▶ [Exercise] The job is to find each line of the records below that includes the word "ApiError" and copy it.

▶ [Data for review]
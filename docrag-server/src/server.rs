use std::net::SocketAddr;

use anyhow::Context;
use axum::{
    Json, Router,
    extract::State,
    http::StatusCode,
    response::{Html, IntoResponse},
    routing::{get, post},
};
use docrag::{GenerationRequest, RagError, Services, format_context, generation};
use serde_json::json;
use tower_http::{
    cors::{Any, CorsLayer},
    trace::TraceLayer,
};
use tracing::{error, info, warn};

use crate::protocol::{
    AskRequest, AskResponse, EnginesResponse, ErrorResponse, MISSING_FIELDS, NO_RESULTS,
    RETRIEVAL_ENGINE, RetrieveRequest, RetrieveResponse, Source, non_blank,
};

#[derive(Clone)]
pub struct AppState {
    pub services: Services,
}

impl AppState {
    pub fn new(services: Services) -> Self {
        Self { services }
    }

    fn default_engine(&self) -> &str {
        self.services.generator().map_or(RETRIEVAL_ENGINE, |g| g.name())
    }

    fn engines(&self) -> Vec<String> {
        let mut engines: Vec<String> =
            self.services.generator().map(|g| g.name().to_string()).into_iter().collect();
        engines.push(RETRIEVAL_ENGINE.to_string());
        engines
    }
}

#[derive(Clone, Debug)]
pub struct ServerConfig {
    pub host: String,
    pub port: u16,
}

impl Default for ServerConfig {
    fn default() -> Self {
        Self { host: "127.0.0.1".to_string(), port: 8100 }
    }
}

type ApiError = (StatusCode, Json<ErrorResponse>);

fn api_error(status: StatusCode, message: impl Into<String>) -> ApiError {
    (status, Json(ErrorResponse { error: message.into() }))
}

fn rag_error(e: RagError) -> ApiError {
    let status = match &e {
        e if e.is_client_error() => StatusCode::BAD_REQUEST,
        RagError::StoreUnavailable { .. } => StatusCode::SERVICE_UNAVAILABLE,
        RagError::EmbeddingError { .. } | RagError::GenerationError { .. } => {
            StatusCode::BAD_GATEWAY
        }
        _ => StatusCode::INTERNAL_SERVER_ERROR,
    };
    if status.is_server_error() {
        error!(error = %e, "request failed");
    } else {
        warn!(error = %e, "request rejected");
    }
    api_error(status, e.to_string())
}

pub fn app_router(state: AppState) -> Router {
    let cors = CorsLayer::new().allow_origin(Any).allow_methods(Any).allow_headers(Any);

    Router::new()
        .route("/", get(index))
        .route("/health", get(health))
        .route("/api/engines", get(engines))
        .route("/api/retrieve", post(retrieve))
        .route("/api/ask", post(ask))
        .with_state(state)
        .layer(cors)
        .layer(TraceLayer::new_for_http())
}

/// Serve the API until the process is stopped, then flush the store.
pub async fn run_server(config: ServerConfig, services: Services) -> anyhow::Result<()> {
    let state = AppState::new(services.clone());
    let app = app_router(state);
    let addr: SocketAddr = format!("{}:{}", config.host, config.port)
        .parse()
        .with_context(|| "invalid host/port for docrag server")?;

    let listener = tokio::net::TcpListener::bind(addr).await?;
    info!("docrag-server listening on http://{}", addr);
    axum::serve(listener, app).with_graceful_shutdown(shutdown_signal()).await?;

    services.shutdown().await.context("failed to flush the vector store")?;
    Ok(())
}

async fn shutdown_signal() {
    if let Err(e) = tokio::signal::ctrl_c().await {
        error!(error = %e, "failed to listen for shutdown signal");
        std::future::pending::<()>().await;
    }
    info!("shutting down");
}

async fn index() -> impl IntoResponse {
    Html(include_str!("../ui/index.html"))
}

async fn health() -> impl IntoResponse {
    Json(json!({"status":"ok","service":"docrag-server"}))
}

async fn engines(State(state): State<AppState>) -> impl IntoResponse {
    Json(EnginesResponse {
        engines: state.engines(),
        default: state.default_engine().to_string(),
    })
}

async fn retrieve(
    State(state): State<AppState>,
    Json(request): Json<RetrieveRequest>,
) -> Result<Json<RetrieveResponse>, ApiError> {
    let question = non_blank(request.question.as_deref())
        .ok_or_else(|| api_error(StatusCode::BAD_REQUEST, MISSING_FIELDS))?;
    let settings = state.services.settings();
    let collection =
        non_blank(request.collection.as_deref()).unwrap_or(settings.collection.as_str());
    let k = request.top_k.unwrap_or(settings.rag.top_k);

    let results = state
        .services
        .retriever()
        .retrieve(collection, question, k, request.topic_weight.as_deref())
        .await
        .map_err(rag_error)?;

    Ok(Json(RetrieveResponse { results: results.into_iter().map(Source::from).collect() }))
}

async fn ask(
    State(state): State<AppState>,
    Json(request): Json<AskRequest>,
) -> Result<Json<AskResponse>, ApiError> {
    let question = non_blank(request.question.as_deref())
        .ok_or_else(|| api_error(StatusCode::BAD_REQUEST, MISSING_FIELDS))?;

    let engine =
        non_blank(request.engine.as_deref()).unwrap_or(state.default_engine()).to_string();
    let generator = match state.services.generator() {
        Some(generator) if generator.name() == engine => Some(generator),
        _ if engine == RETRIEVAL_ENGINE => None,
        _ => {
            return Err(api_error(StatusCode::BAD_REQUEST, format!("Unknown engine '{engine}'.")));
        }
    };

    let temperature = request.temperature.unwrap_or(generation::DEFAULT_TEMPERATURE);
    if !(0.0..=2.0).contains(&temperature) {
        return Err(api_error(
            StatusCode::BAD_REQUEST,
            format!("temperature must be between 0 and 2, got {temperature}"),
        ));
    }
    let max_tokens = request.max_tokens.unwrap_or(generation::DEFAULT_MAX_TOKENS);
    if max_tokens == 0 {
        return Err(api_error(StatusCode::BAD_REQUEST, "max_tokens must be greater than zero"));
    }

    let settings = state.services.settings();
    let k = request.top_k.unwrap_or(settings.rag.top_k);
    let results = state
        .services
        .retriever()
        .retrieve(&settings.collection, question, k, request.topic_weight.as_deref())
        .await
        .map_err(rag_error)?;

    if results.is_empty() {
        return Ok(Json(AskResponse {
            answer: NO_RESULTS.to_string(),
            engine,
            sources: Vec::new(),
        }));
    }

    let context = format_context(&results);
    let answer = match generator {
        Some(generator) => {
            let request = GenerationRequest {
                question: question.to_string(),
                context,
                temperature,
                max_tokens,
            };
            generator.generate(&request).await.map_err(rag_error)?
        }
        None => context,
    };

    info!(engine = %engine, sources = results.len(), "answered question");
    Ok(Json(AskResponse {
        answer,
        engine,
        sources: results.into_iter().map(Source::from).collect(),
    }))
}
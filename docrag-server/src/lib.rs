//! `docrag-server` exposes document retrieval over HTTP with a small
//! question-answering page.

pub mod protocol;
pub mod server;

pub use server::{AppState, ServerConfig, app_router, run_server};
//! Cross-component re-export resolution.
//!
//! When a type present on the reference side cannot be found by direct
//! lookup in the paired component, the owning baseline is asked for every
//! component that can supply the type's package, and each provider is
//! probed in turn. Whether the winning provider is reached through an
//! `exported` requirement edge decides between the re-export delta variants
//! and plain added/removed.

use crate::context::CompareContext;
use strata_model::{Baseline, Component, TypeDescriptor};

/// A type located in another component of the same baseline.
pub struct Resolution<'a> {
    /// The component that actually holds the type.
    pub provider: &'a Component,
    pub descriptor: &'a TypeDescriptor,
    /// True when the provider is reached through an `exported` requirement
    /// edge of the component the lookup started from.
    pub reexported: bool,
}

/// Probe the providers of `package` in `baseline` for `type_name`, skipping
/// `component` itself (which has already been checked directly). Providers
/// are tried in the baseline's priority order; the first match wins.
pub fn resolve_in_providers<'a>(
    baseline: &'a Baseline,
    component: &Component,
    package: &str,
    type_name: &str,
    ctx: &CompareContext<'_>,
) -> Option<Resolution<'a>> {
    for provider in baseline.resolve_package(component, package) {
        if provider.id == component.id {
            continue;
        }
        let scope = ctx.lookup_scope(provider);
        if let Some(descriptor) = provider.find_type(type_name, scope) {
            let reexported = component
                .requires
                .iter()
                .any(|r| r.id == provider.id && r.exported);
            return Some(Resolution {
                provider,
                descriptor,
                reexported,
            });
        }
    }
    None
}
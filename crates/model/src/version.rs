//! Tolerant structured version parsing.

/// A `major.minor.micro` version. Parsing is tolerant: callers treat an
/// unparseable version as "no version information" and emit no version
/// delta for it.
#[derive(Debug, Clone, Copy, PartialEq, Eq)]
pub struct Version {
    pub major: u32,
    pub minor: u32,
    pub micro: u32,
}

impl Version {
    /// Parse `major[.minor[.micro[.qualifier]]]`. Missing segments default
    /// to zero; a trailing qualifier segment is ignored; any non-numeric
    /// required segment makes the whole version unparseable.
    pub fn parse(value: &str) -> Option<Version> {
        let mut segments = value.trim().splitn(4, '.');
        let major = segments.next()?.parse().ok()?;
        let minor = match segments.next() {
            Some(segment) => segment.parse().ok()?,
            None => 0,
        };
        let micro = match segments.next() {
            Some(segment) => segment.parse().ok()?,
            None => 0,
        };
        Some(Version {
            major,
            minor,
            micro,
        })
    }
}
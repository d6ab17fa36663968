//! Baselines: component snapshots with package resolution.

use crate::component::Component;
use std::collections::{BTreeMap, BTreeSet, VecDeque};

/// A complete snapshot of a modular system's components at a point in time.
#[derive(Debug, Clone, Default, PartialEq, Eq)]
pub struct Baseline {
    pub name: String,
    components: BTreeMap<String, Component>,
}

impl Baseline {
    pub fn new(name: impl Into<String>) -> Baseline {
        Baseline {
            name: name.into(),
            components: BTreeMap::new(),
        }
    }

    pub fn add_component(&mut self, component: Component) {
        self.components.insert(component.id.clone(), component);
    }

    pub fn component(&self, id: &str) -> Option<&Component> {
        self.components.get(id)
    }

    /// All components in deterministic id order.
    pub fn components(&self) -> impl Iterator<Item = &Component> {
        self.components.values()
    }

    pub fn len(&self) -> usize {
        self.components.len()
    }

    pub fn is_empty(&self) -> bool {
        self.components.is_empty()
    }

    /// The components that can supply `package` to `component`, in priority
    /// order: the component itself, its direct requirements in declaration
    /// order, then requirements reachable transitively through `exported`
    /// edges (breadth-first, deduplicated). Only components that actually
    /// contain the package are returned.
    pub fn resolve_package(&self, component: &Component, package: &str) -> Vec<&Component> {
        let mut providers = Vec::new();
        let mut seen: BTreeSet<&str> = BTreeSet::new();
        seen.insert(component.id.as_str());
        if component.has_package(package) {
            if let Some(own) = self.component(&component.id) {
                providers.push(own);
            }
        }

        let mut queue: VecDeque<&str> = component.requires.iter().map(|r| r.id.as_str()).collect();
        while let Some(id) = queue.pop_front() {
            if !seen.insert(id) {
                continue;
            }
            let Some(candidate) = self.component(id) else {
                continue;
            };
            if candidate.has_package(package) {
                providers.push(candidate);
            }
            for required in &candidate.requires {
                if required.exported {
                    queue.push_back(required.id.as_str());
                }
            }
        }
        providers
    }
}
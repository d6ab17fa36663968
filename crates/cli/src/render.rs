//! Human-readable rendering of delta trees.

use strata_compare::{Delta, DeltaKind};

/// Format a delta tree as one line per leaf, sorted by (kind, flag, key):
/// `+` added, `-` removed, `~` changed, followed by element/flag, the leaf
/// key, and the owning component when known.
pub(crate) fn to_text(delta: &Delta) -> String {
    let mut lines = Vec::new();
    for leaf in delta.sorted_leaves() {
        let sign = match leaf.kind {
            DeltaKind::Added => '+',
            DeltaKind::Removed => '-',
            DeltaKind::Changed => '~',
        };
        let mut line = format!("{} {}/{} {}", sign, leaf.element_type, leaf.flag, leaf.key);
        if let Some(component_id) = &leaf.component_id {
            line.push_str(&format!(" ({})", component_id));
        }
        lines.push(line);
    }
    lines.join("\n")
}

#[cfg(test)]
mod tests {
    use super::*;
    use strata_compare::{DeltaFlag, ElementType, Leaf};
    use strata_model::{AccessFlags, Restrictions};

    #[test]
    fn leaf_lines_carry_sign_and_component() {
        let delta = Delta::Group {
            children: vec![
                Delta::Leaf(Leaf {
                    component_id: Some("com.example@1.1.0".to_string()),
                    element_type: ElementType::Type,
                    kind: DeltaKind::Removed,
                    flag: DeltaFlag::ApiType,
                    restrictions: Restrictions::NONE,
                    modifiers: AccessFlags::PUBLIC,
                    type_name: Some("com.example.Foo".to_string()),
                    key: "com.example.Foo".to_string(),
                    arguments: vec![],
                }),
                Delta::Leaf(Leaf {
                    component_id: None,
                    element_type: ElementType::Baseline,
                    kind: DeltaKind::Added,
                    flag: DeltaFlag::ApiComponent,
                    restrictions: Restrictions::NONE,
                    modifiers: AccessFlags::NONE,
                    type_name: None,
                    key: "com.new".to_string(),
                    arguments: vec![],
                }),
            ],
        };
        let text = to_text(&delta);
        let lines: Vec<&str> = text.lines().collect();
        assert_eq!(
            lines,
            vec![
                "+ baseline/api_component com.new",
                "- type/api_type com.example.Foo (com.example@1.1.0)",
            ]
        );
    }
}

▶ [Task output]
type ApiError = (StatusCode, Json<ErrorResponse>);
fn api_error(status: StatusCode, message: impl Into<String>) -> ApiError {
fn rag_error(e: RagError) -> ApiError {
) -> Result<Json<RetrieveResponse>, ApiError> {
) -> Result<Json<AskResponse>, ApiError> {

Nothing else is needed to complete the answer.